Können Sie ein Beispiel für den Einsatz solcher Technologien nennen?
Bontschev: Natürlich. Auf dem sogenannten Huione-Garantie-Forum, das quasi eine „Service-Plattform für illegale Akteure“ ist, gibt es Anbieter, die gesichtsverändernde Dienste für nur 200 Dollar anbieten. Damit können Kriminelle z. B. KI-generierte Videos von sich selbst erstellen, die täuschend echt wirken. Wenn man dann solche „Deepfake-Identitäten“ mit gefälschten Dokumenten kombiniert, wird es extrem schwierig, diese zu entlarven. Laut Chainalysis hat dieses Forum seit 2021 Transaktionen im Wert von 70 Milliarden Dollar abgewickelt – das zeigt, wie groß dieses illegale Ökosystem inzwischen geworden ist.

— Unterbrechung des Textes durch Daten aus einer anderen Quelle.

use thiserror::Error;

/// A result type defaulting to the crate's [`Error`].
pub type Result<T, E = Error> = core::result::Result<T, E>;

/// All error variants that `floe` can emit.
///
/// The `InvalidDatacenterId` and `InvalidWorkerId` variants are only produced
/// at construction time; once a generator exists, its configuration can no
/// longer be rejected. `ClockMovedBackward` is produced by every allocation
/// that observes a regressed clock and is never retried internally.
#[derive(Clone, Debug, PartialEq, Eq, Hash, Error)]
#[non_exhaustive]
pub enum Error {
    /// The datacenter ID does not fit in the ID layout's datacenter field.
    #[error("datacenter ID can't be greater than {max} or less than 0; got {datacenter_id}")]
    InvalidDatacenterId {
        /// The rejected datacenter ID.
        datacenter_id: u64,
        /// The largest datacenter ID the layout can encode.
        max: u64,
    },

    /// The worker ID does not fit in the ID layout's worker field.
    #[error("worker ID can't be greater than {max} or less than 0; got {worker_id}")]
    InvalidWorkerId {
        /// The rejected worker ID.
        worker_id: u64,
        /// The largest worker ID the layout can encode.
        max: u64,
    },

    /// The wall clock reported a millisecond earlier than the last allocation.
    ///
    /// The failed call leaves the generator state untouched; whether to retry,
    /// abort, or escalate is the caller's decision.
    #[error("clock moved backward: now {now}ms is behind the last allocation at {last}ms")]
    ClockMovedBackward {
        /// The regressed reading, in milliseconds since the Unix epoch.
        now: u64,
        /// The millisecond recorded by the last successful allocation.
        last: u64,
    },

    /// The operation failed because the lock was **poisoned**.
    ///
    /// This occurs when a thread panics while holding the lock. When the
    /// `parking-lot` feature is enabled, mutexes do **not** poison, so this
    /// variant is not available.
    #[cfg(not(feature = "parking-lot"))]
    #[error("generator state lock is poisoned")]
    LockPoisoned,
}

#[cfg(not(feature = "parking-lot"))]
use std::sync::{MutexGuard, PoisonError};

#[cfg(not(feature = "parking-lot"))]
impl<T> From<PoisonError<MutexGuard<'_, T>>> for Error {
    fn from(_: PoisonError<MutexGuard<'_, T>>) -> Self {
        Self::LockPoisoned
    }
}
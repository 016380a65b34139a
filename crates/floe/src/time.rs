use std::time::{Duration, SystemTime, UNIX_EPOCH};

/// Custom epoch: Wednesday, January 1, 2025 00:00:00 UTC
pub const CUSTOM_EPOCH: Duration = Duration::from_millis(1_735_689_600_000);

/// Twitter epoch: Thursday, November 4, 2010 1:42:54.657 UTC
pub const TWITTER_EPOCH: Duration = Duration::from_millis(1_288_834_974_657);

/// A source of millisecond-resolution wall-clock readings.
///
/// This abstraction allows you to plug in the real system clock or a mocked
/// time source in tests. Readings are **milliseconds since the Unix epoch**
/// and are not assumed to be monotonic: the generator detects regression
/// explicitly instead of relying on the OS for monotonic time.
///
/// # Example
///
/// ```
/// use floe::TimeSource;
///
/// struct FixedTime;
/// impl TimeSource for FixedTime {
///     fn current_millis(&self) -> u64 {
///         1234
///     }
/// }
///
/// let time = FixedTime;
/// assert_eq!(time.current_millis(), 1234);
/// ```
pub trait TimeSource {
    /// Returns the current wall-clock time in milliseconds since the Unix
    /// epoch.
    fn current_millis(&self) -> u64;
}

/// The default production time source, backed by [`SystemTime`].
///
/// Wall-clock time can be adjusted externally (NTP corrections, manual
/// changes), so readings may regress between calls. The generator surfaces
/// that case as [`Error::ClockMovedBackward`] rather than papering over it.
///
/// [`Error::ClockMovedBackward`]: crate::Error::ClockMovedBackward
#[derive(Clone, Copy, Debug, Default)]
pub struct WallClock;

impl TimeSource for WallClock {
    fn current_millis(&self) -> u64 {
        SystemTime::now()
            .duration_since(UNIX_EPOCH)
            .expect("System clock before UNIX_EPOCH")
            .as_millis() as u64
    }
}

Ein Begriff, der in dem Zusammenhang oft fällt, ist „Schweineschlachtung“ (Pig-Butchering). Was steckt dahinter?
Bontschev: Das ist eine besonders perfide Betrugsmasche, die häufig in Verbindung mit Kryptowährungen eingesetzt wird. Dabei bauen die Täter zunächst eine emotionale Bindung zum Opfer auf, sei es durch Social Media, Dating-Apps oder andere Kanäle. Wenn das Opfer dann vertraut, wird es dazu gebracht, vermeintlich in lukrative Krypto-Investments zu investieren. Natürlich stellt sich später heraus, dass alles ein Betrug war. In Asien ist diese Methode besonders verbreitet, aber wir sehen sie zunehmend auch in Europa. Laut den Daten von Chainalysis sind die Einnahmen aus dieser Betrugsmasche allein im letzten Jahr um fast 40 Prozent gestiegen.

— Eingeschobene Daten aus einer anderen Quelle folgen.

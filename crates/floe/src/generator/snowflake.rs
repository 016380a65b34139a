use core::fmt;
use core::hint;
use core::marker::PhantomData;
use core::time::Duration;
use std::sync::Arc;

#[cfg(feature = "tracing")]
use tracing::instrument;

use crate::{
    Error, Result, SnowflakeId, TimeSource,
    generator::Mutex,
    validator::{validate_datacenter_id, validate_worker_id},
};

/// Mutable allocation state, owned exclusively by the generator's mutex.
///
/// `last_millis` is `None` until the first successful allocation; `sequence`
/// is only meaningful relative to the millisecond stored in `last_millis`.
#[derive(Debug)]
struct AllocationState {
    last_millis: Option<u64>,
    sequence: u64,
}

/// A lock-based Snowflake ID generator suitable for multi-threaded
/// environments.
///
/// Each call to [`next_id`] packs the current wall-clock millisecond (offset
/// by the configured epoch), the datacenter ID, the worker ID, and a
/// per-millisecond sequence counter into one 64-bit identifier. For a single
/// generator instance, successive IDs are strictly increasing as unsigned
/// integers as long as the wall clock does not regress.
///
/// The generator wraps its state in an [`Arc<Mutex<_>>`], allowing safe
/// shared use across threads. The whole allocation runs as one critical
/// section: a clock read plus integer arithmetic, so the coarse lock is cheap
/// relative to a finer-grained scheme.
///
/// One instance corresponds to one `(datacenter_id, worker_id)` pair.
/// Multiple instances may coexist in a process, but deployments must assign
/// distinct pairs to preserve global uniqueness; that coordination lives
/// outside this crate.
///
/// [`next_id`]: Self::next_id
pub struct SnowflakeGenerator<ID, T>
where
    ID: SnowflakeId,
    T: TimeSource,
{
    datacenter_id: u64,
    worker_id: u64,
    epoch_millis: u64,
    state: Arc<Mutex<AllocationState>>,
    time: T,
    _id: PhantomData<ID>,
}

impl<ID, T> Clone for SnowflakeGenerator<ID, T>
where
    ID: SnowflakeId,
    T: TimeSource + Clone,
{
    fn clone(&self) -> Self {
        Self {
            datacenter_id: self.datacenter_id,
            worker_id: self.worker_id,
            epoch_millis: self.epoch_millis,
            state: Arc::clone(&self.state),
            time: self.time.clone(),
            _id: PhantomData,
        }
    }
}

impl<ID, T> fmt::Debug for SnowflakeGenerator<ID, T>
where
    ID: SnowflakeId,
    T: TimeSource,
{
    fn fmt(&self, f: &mut fmt::Formatter<'_>) -> fmt::Result {
        f.debug_struct("SnowflakeGenerator")
            .field("datacenter_id", &self.datacenter_id)
            .field("worker_id", &self.worker_id)
            .field("epoch_millis", &self.epoch_millis)
            .finish_non_exhaustive()
    }
}

impl<ID, T> SnowflakeGenerator<ID, T>
where
    ID: SnowflakeId,
    T: TimeSource,
{
    /// Creates a new generator for one `(datacenter_id, worker_id)` pair.
    ///
    /// Both IDs are validated against the bit widths of the `ID` layout
    /// before any identifier can be produced; an out-of-range value fails
    /// construction immediately. The `epoch` (a point in time expressed as a
    /// [`Duration`] since the Unix epoch, e.g. [`CUSTOM_EPOCH`]) is stored
    /// verbatim and subtracted from every clock reading so the timestamp
    /// field stays small for longer. An epoch in the future is not rejected;
    /// it produces nonsensical timestamp fields and is the caller's
    /// responsibility.
    ///
    /// # Errors
    ///
    /// - [`Error::InvalidDatacenterId`] if `datacenter_id` exceeds the
    ///   layout's datacenter field.
    /// - [`Error::InvalidWorkerId`] if `worker_id` exceeds the layout's
    ///   worker field.
    ///
    /// # Example
    ///
    /// ```
    /// use floe::{CUSTOM_EPOCH, SnowflakeClassicId, SnowflakeGenerator, WallClock};
    ///
    /// let generator =
    ///     SnowflakeGenerator::<SnowflakeClassicId, _>::new(1, 1, CUSTOM_EPOCH, WallClock)
    ///         .expect("IDs in range");
    /// let id = generator.next_id().expect("clock did not regress");
    /// assert_eq!(id.datacenter_id(), 1);
    /// ```
    ///
    /// [`CUSTOM_EPOCH`]: crate::CUSTOM_EPOCH
    pub fn new(datacenter_id: u64, worker_id: u64, epoch: Duration, time: T) -> Result<Self> {
        validate_datacenter_id::<ID>(datacenter_id)?;
        validate_worker_id::<ID>(worker_id)?;

        Ok(Self {
            datacenter_id,
            worker_id,
            epoch_millis: epoch.as_millis() as u64,
            state: Arc::new(Mutex::new(AllocationState {
                last_millis: None,
                sequence: 0,
            })),
            time,
            _id: PhantomData,
        })
    }

    /// Returns the configured datacenter ID.
    pub fn datacenter_id(&self) -> u64 {
        self.datacenter_id
    }

    /// Returns the configured worker ID.
    pub fn worker_id(&self) -> u64 {
        self.worker_id
    }

    /// Returns the configured epoch as a [`Duration`] since the Unix epoch.
    pub fn epoch(&self) -> Duration {
        Duration::from_millis(self.epoch_millis)
    }

    /// Allocates the next identifier.
    ///
    /// Within one millisecond the sequence counter increments; when the
    /// millisecond advances the counter resets to zero. If a millisecond's
    /// sequence space is exhausted, the call busy-polls the clock until it
    /// advances and allocates from the new millisecond; exhaustion is never
    /// surfaced to the caller.
    ///
    /// # Errors
    ///
    /// - [`Error::ClockMovedBackward`] if the clock reads earlier than the
    ///   last successful allocation. The failed call does not modify the
    ///   generator state, and the error is surfaced on every regressed call
    ///   rather than retried internally.
    /// - [`Error::LockPoisoned`] if a thread panicked while holding the state
    ///   lock (std mutex builds only).
    ///
    /// [`Error::LockPoisoned`]: crate::Error#variant.LockPoisoned
    #[cfg_attr(feature = "tracing", instrument(level = "trace", skip(self)))]
    pub fn next_id(&self) -> Result<ID> {
        let mut state = {
            #[cfg(feature = "parking-lot")]
            {
                self.state.lock()
            }
            #[cfg(not(feature = "parking-lot"))]
            {
                self.state.lock()?
            }
        };

        // The clock must be read inside the critical section: a reading taken
        // before the lock could be older than the `last_millis` another
        // thread just recorded, which would look like a regression.
        let now = self.time.current_millis();

        let effective = match state.last_millis {
            Some(last) if now < last => return Err(Self::cold_clock_behind(now, last)),
            Some(last) if now == last => {
                state.sequence = (state.sequence + 1) & ID::max_sequence();
                if state.sequence == 0 {
                    // Sequence space for this millisecond is exhausted. The
                    // wait for the next millisecond is expected to be short
                    // and rare, so busy-poll the clock instead of paying a
                    // scheduler round trip for a sub-millisecond sleep. The
                    // wait has no upper bound; a frozen clock stalls it.
                    self.spin_until_after(last)
                } else {
                    last
                }
            }
            _ => {
                state.sequence = 0;
                now
            }
        };
        state.last_millis = Some(effective);

        // A future epoch yields a wrapped, nonsensical timestamp field; epoch
        // sanity is owned by the caller, not checked per allocation.
        let timestamp = effective.wrapping_sub(self.epoch_millis);
        Ok(ID::from_components(
            timestamp,
            self.datacenter_id,
            self.worker_id,
            state.sequence,
        ))
    }

    /// Busy-polls the time source until it reads strictly past `last`.
    fn spin_until_after(&self, last: u64) -> u64 {
        let mut now = self.time.current_millis();
        while now <= last {
            hint::spin_loop();
            now = self.time.current_millis();
        }
        now
    }

    #[cold]
    #[inline(never)]
    fn cold_clock_behind(now: u64, last: u64) -> Error {
        Error::ClockMovedBackward { now, last }
    }
}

Das klingt nach einer zunehmenden Professionalisierung der Betrüger. Welche Auswirkungen hat das auf die Bekämpfung solcher Straftaten?
Bontschev: Die Professionalisierung macht die Arbeit von Ermittlungsbehörden und Regulierungsstellen deutlich schwieriger. KI sorgt dafür, dass Betrügereien hochgradig realistisch und skalierbar sind – und das zu geringen Kosten. Dadurch steigen die Herausforderungen für die Strafverfolgung, da es nicht nur um das Nachverfolgen von Transaktionen geht, sondern auch um das Entlarven gefälschter Identitäten und Inhalte.
Außerdem sind viele dieser Plattformen, wie das Huione-Forum, international tätig, was die Rechtsdurchsetzung zusätzlich erschwert. Das bedeutet, dass wir dringend mehr internationale Zusammenarbeit und auch spezifische Regularien für KI-gestützte Betrugsbekämpfung brauchen.
Was können Anleger tun, um sich zu schützen?
Bontschev: Der wichtigste Tipp ist, misstrauisch zu bleiben – insbesondere bei vermeintlich „zu guten Angeboten“, die unrealistisch hohe Renditen versprechen. Anleger sollten jede Plattform, jede Kontaktperson und jede Investitionsmöglichkeit gründlich prüfen, bevor sie Geld investieren. Außerdem ist es hilfreich, sich über die neuesten Betrugsmethoden zu informieren, um Warnsignale rechtzeitig zu erkennen.
Und zuletzt: Wenn etwas verdächtig erscheint, lieber die Finger davon lassen. Seriöse Anbieter werden Sie niemals zu schnellen Entscheidungen drängen oder unklare Zahlungswege wie Kryptowährungen verlangen.
Frau Bontschev, vielen Dank für das aufschlussreiche Gespräch!